THE PROBLEM. Keep each line of the material that includes "TOKENS", and leave out the rest.
************
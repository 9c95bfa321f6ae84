//! Target side handlers.
//!
//! A transfer settles exactly once, either by the provider's relay or by a
//! slasher after the slash delay. Settlement follows each provider's hash
//! chain in order: a transfer is only accepted once its predecessor is
//! settled.

use cosmwasm_std::{Binary, Coin, DepsMut, Env, Event, MessageInfo, Response, Uint128};

use crate::error::ContractError;
use crate::fee_manager::convert_decimals;
use crate::hash::{bytes32_to_hex, parse_bytes32, transfer_id_of};
use crate::msg::{RemoteCall, TransferParams};
use crate::state::{
    Config, FillRecord, FillStatus, SettlementKind, TokenInfo, CONFIG, FILLS, GENESIS_TRANSFER_ID,
    MAX_WITHDRAW_BATCH, TOKENS,
};

use super::settlement::{build_payout, dispatch_settlement, expect_funds, native_coin, Dispatch};

/// A transfer that passed every check and may be settled now.
struct Settleable {
    transfer_id: [u8; 32],
    token: TokenInfo,
    payout: Uint128,
}

/// Checks shared by relay and slash.
fn validate_settleable(
    deps: &DepsMut,
    config: &Config,
    params: &TransferParams,
    expected_transfer_id: &Binary,
) -> Result<Settleable, ContractError> {
    if params.target_chain_id != config.this_chain_id {
        return Err(ContractError::InvalidChainId {
            chain_id: params.target_chain_id,
        });
    }

    let expected = parse_bytes32(expected_transfer_id)?;
    let transfer_id = transfer_id_of(params)?;
    if transfer_id != expected {
        return Err(ContractError::TransferIdMismatch {
            computed: bytes32_to_hex(&transfer_id),
            expected: bytes32_to_hex(&expected),
        });
    }

    if FILLS.has(deps.storage, &transfer_id) {
        return Err(ContractError::AlreadySettled {
            transfer_id: bytes32_to_hex(&transfer_id),
        });
    }

    let previous = parse_bytes32(&params.previous_transfer_id)?;
    if previous != GENESIS_TRANSFER_ID && !FILLS.has(deps.storage, &previous) {
        return Err(ContractError::PredecessorUnsettled {
            previous: bytes32_to_hex(&previous),
        });
    }

    if params.amount.is_zero() {
        return Err(ContractError::InvalidAmount {
            reason: "Amount must be greater than zero".to_string(),
        });
    }

    // Keyed from this domain's point of view: local token is the target token
    let token = TOKENS
        .may_load(
            deps.storage,
            (
                params.source_chain_id,
                params.target_token.as_str(),
                params.source_token.as_str(),
            ),
        )?
        .ok_or(ContractError::TokenNotRegistered {
            chain_id: params.source_chain_id,
            local_token: params.target_token.clone(),
            remote_token: params.source_token.clone(),
        })?;

    let payout = convert_decimals(params.amount, token.remote_decimals, token.local_decimals)?;
    if payout.is_zero() {
        return Err(ContractError::InvalidAmount {
            reason: "Amount rounds to zero on this chain".to_string(),
        });
    }

    Ok(Settleable {
        transfer_id,
        token,
        payout,
    })
}

fn filled_event(
    kind: &str,
    transfer_id: &[u8; 32],
    params: &TransferParams,
    by: &str,
    recipient: &str,
    payout: Uint128,
    used_fallback: bool,
) -> Event {
    Event::new(kind)
        .add_attribute("transfer_id", bytes32_to_hex(transfer_id))
        .add_attribute("source_chain_id", params.source_chain_id.to_string())
        .add_attribute("provider", params.provider.clone())
        .add_attribute("by", by)
        .add_attribute("receiver", params.receiver.clone())
        .add_attribute("recipient", recipient)
        .add_attribute("amount", payout.to_string())
        .add_attribute("fallback", used_fallback.to_string())
}

// ============================================================================
// Relay
// ============================================================================

/// Provider pays the receiver out of its own funds and marks the transfer filled.
pub fn execute_relay(
    deps: DepsMut,
    env: Env,
    info: MessageInfo,
    params: TransferParams,
    expected_transfer_id: Binary,
) -> Result<Response, ContractError> {
    let config = CONFIG.load(deps.storage)?;
    let settleable = validate_settleable(&deps, &config, &params, &expected_transfer_id)?;

    let provider = deps.api.addr_validate(&params.provider)?;
    if info.sender != provider {
        return Err(ContractError::NotProvider {
            provider: params.provider.clone(),
        });
    }

    let expected_funds: Vec<Coin> = native_coin(&settleable.token.local_token, settleable.payout)
        .into_iter()
        .collect();
    expect_funds(&info.funds, &expected_funds)?;

    FILLS.save(
        deps.storage,
        &settleable.transfer_id,
        &FillRecord {
            status: FillStatus::Filled,
            by: info.sender.clone(),
            provider: params.provider.clone(),
            source_chain_id: params.source_chain_id,
            settled_at: env.block.time.seconds(),
        },
    )?;

    let (payout_msg, recipient, used_fallback) = build_payout(
        deps.storage,
        deps.api,
        &config,
        &settleable.transfer_id,
        &settleable.token.local_token,
        &info.sender,
        &params.receiver,
        settleable.payout,
    )?;

    let event = filled_event(
        "lnbridge_transfer_filled",
        &settleable.transfer_id,
        &params,
        info.sender.as_str(),
        recipient.as_str(),
        settleable.payout,
        used_fallback,
    );

    Ok(Response::new()
        .add_submessage(payout_msg)
        .add_event(event)
        .add_attribute("action", "relay")
        .add_attribute("transfer_id", bytes32_to_hex(&settleable.transfer_id)))
}

// ============================================================================
// Slash
// ============================================================================

/// After the slash delay, anyone pays the receiver in the provider's place
/// and claims the source side escrow through a settlement message.
pub fn execute_request_slash_and_settle(
    deps: DepsMut,
    env: Env,
    info: MessageInfo,
    params: TransferParams,
    expected_transfer_id: Binary,
    fee_prepaid: Uint128,
    extra: Option<Binary>,
) -> Result<Response, ContractError> {
    let config = CONFIG.load(deps.storage)?;
    // Settled transfers fail AlreadySettled whatever the delay
    let settleable = validate_settleable(&deps, &config, &params, &expected_transfer_id)?;

    let now = env.block.time.seconds();
    let slashable_at = params.timestamp.saturating_add(config.min_slash_delay);
    if now < slashable_at {
        return Err(ContractError::TooEarly {
            remaining_seconds: slashable_at - now,
        });
    }

    let mut expected_funds: Vec<Coin> =
        native_coin(&settleable.token.local_token, settleable.payout)
            .into_iter()
            .collect();
    expected_funds.extend(fee_coins(&config, fee_prepaid));
    expect_funds(&info.funds, &expected_funds)?;

    FILLS.save(
        deps.storage,
        &settleable.transfer_id,
        &FillRecord {
            status: FillStatus::Slashed,
            by: info.sender.clone(),
            provider: params.provider.clone(),
            source_chain_id: params.source_chain_id,
            settled_at: now,
        },
    )?;

    let (payout_msg, recipient, used_fallback) = build_payout(
        deps.storage,
        deps.api,
        &config,
        &settleable.transfer_id,
        &settleable.token.local_token,
        &info.sender,
        &params.receiver,
        settleable.payout,
    )?;

    let dispatch_msg = dispatch_settlement(
        deps.storage,
        &env,
        &config,
        Dispatch {
            remote_chain_id: params.source_chain_id,
            call: RemoteCall::Slash {
                transfer_id: Binary::from(settleable.transfer_id.to_vec()),
                slasher: info.sender.to_string(),
            },
            kind: SettlementKind::Slash,
            transfer_ids: vec![settleable.transfer_id],
            fee_prepaid,
            extra,
            caller: &info.sender,
        },
    )?;

    let event = filled_event(
        "lnbridge_transfer_slashed",
        &settleable.transfer_id,
        &params,
        info.sender.as_str(),
        recipient.as_str(),
        settleable.payout,
        used_fallback,
    );

    Ok(Response::new()
        .add_submessage(payout_msg)
        .add_submessage(dispatch_msg)
        .add_event(event)
        .add_attribute("action", "request_slash_and_settle")
        .add_attribute("transfer_id", bytes32_to_hex(&settleable.transfer_id)))
}

// ============================================================================
// Settlement Messages
// ============================================================================

/// Re-send the settlement message of a settled transfer.
///
/// Idempotency is enforced on the receiving side, so this may be called any
/// number of times.
pub fn execute_retry_settlement_message(
    deps: DepsMut,
    env: Env,
    info: MessageInfo,
    transfer_id: Binary,
    fee_prepaid: Uint128,
    extra: Option<Binary>,
) -> Result<Response, ContractError> {
    let config = CONFIG.load(deps.storage)?;
    let transfer_id = parse_bytes32(&transfer_id)?;

    let fill = FILLS
        .may_load(deps.storage, &transfer_id)?
        .ok_or(ContractError::NotSettled {
            transfer_id: bytes32_to_hex(&transfer_id),
        })?;

    expect_funds(&info.funds, &fee_coins(&config, fee_prepaid))?;

    let (call, kind) = match fill.status {
        FillStatus::Slashed => (
            RemoteCall::Slash {
                transfer_id: Binary::from(transfer_id.to_vec()),
                slasher: fill.by.to_string(),
            },
            SettlementKind::Slash,
        ),
        FillStatus::Filled => (
            RemoteCall::WithdrawLiquidity {
                transfer_ids: vec![Binary::from(transfer_id.to_vec())],
                provider: fill.by.to_string(),
            },
            SettlementKind::WithdrawLiquidity,
        ),
    };

    let msg = dispatch_settlement(
        deps.storage,
        &env,
        &config,
        Dispatch {
            remote_chain_id: fill.source_chain_id,
            call,
            kind,
            transfer_ids: vec![transfer_id],
            fee_prepaid,
            extra,
            caller: &info.sender,
        },
    )?;

    Ok(Response::new()
        .add_submessage(msg)
        .add_attribute("action", "retry_settlement_message")
        .add_attribute("transfer_id", bytes32_to_hex(&transfer_id))
        .add_attribute("remote_chain_id", fill.source_chain_id.to_string()))
}

/// Ask the source domain to release the escrow of transfers the caller relayed.
#[allow(clippy::too_many_arguments)]
pub fn execute_request_withdraw_liquidity(
    deps: DepsMut,
    env: Env,
    info: MessageInfo,
    remote_chain_id: u64,
    transfer_ids: Vec<Binary>,
    provider: String,
    fee_prepaid: Uint128,
    extra: Option<Binary>,
) -> Result<Response, ContractError> {
    let config = CONFIG.load(deps.storage)?;

    let provider_addr = deps.api.addr_validate(&provider)?;
    if info.sender != provider_addr {
        return Err(ContractError::NotProvider { provider });
    }

    if transfer_ids.is_empty() || transfer_ids.len() > MAX_WITHDRAW_BATCH {
        return Err(ContractError::InvalidBatchSize {
            max: MAX_WITHDRAW_BATCH,
        });
    }

    let mut ids: Vec<[u8; 32]> = Vec::with_capacity(transfer_ids.len());
    for raw_id in &transfer_ids {
        let transfer_id = parse_bytes32(raw_id)?;
        match FILLS.may_load(deps.storage, &transfer_id)? {
            Some(fill)
                if fill.status == FillStatus::Filled
                    && fill.by == provider_addr
                    && fill.source_chain_id == remote_chain_id => {}
            _ => {
                return Err(ContractError::NotFilledByProvider {
                    transfer_id: bytes32_to_hex(&transfer_id),
                    provider,
                })
            }
        }
        ids.push(transfer_id);
    }

    expect_funds(&info.funds, &fee_coins(&config, fee_prepaid))?;

    let msg = dispatch_settlement(
        deps.storage,
        &env,
        &config,
        Dispatch {
            remote_chain_id,
            call: RemoteCall::WithdrawLiquidity {
                transfer_ids: ids.iter().map(|id| Binary::from(id.to_vec())).collect(),
                provider: provider_addr.to_string(),
            },
            kind: SettlementKind::WithdrawLiquidity,
            transfer_ids: ids.clone(),
            fee_prepaid,
            extra,
            caller: &info.sender,
        },
    )?;

    Ok(Response::new()
        .add_submessage(msg)
        .add_attribute("action", "request_withdraw_liquidity")
        .add_attribute("provider", provider_addr)
        .add_attribute("remote_chain_id", remote_chain_id.to_string())
        .add_attribute("count", ids.len().to_string()))
}

fn fee_coins(config: &Config, fee_prepaid: Uint128) -> Vec<Coin> {
    if fee_prepaid.is_zero() {
        return vec![];
    }
    vec![Coin {
        denom: config.native_denom.clone(),
        amount: fee_prepaid,
    }]
}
************
REPLY TO THE TASK.
    MAX_WITHDRAW_BATCH, TOKENS,
    let token = TOKENS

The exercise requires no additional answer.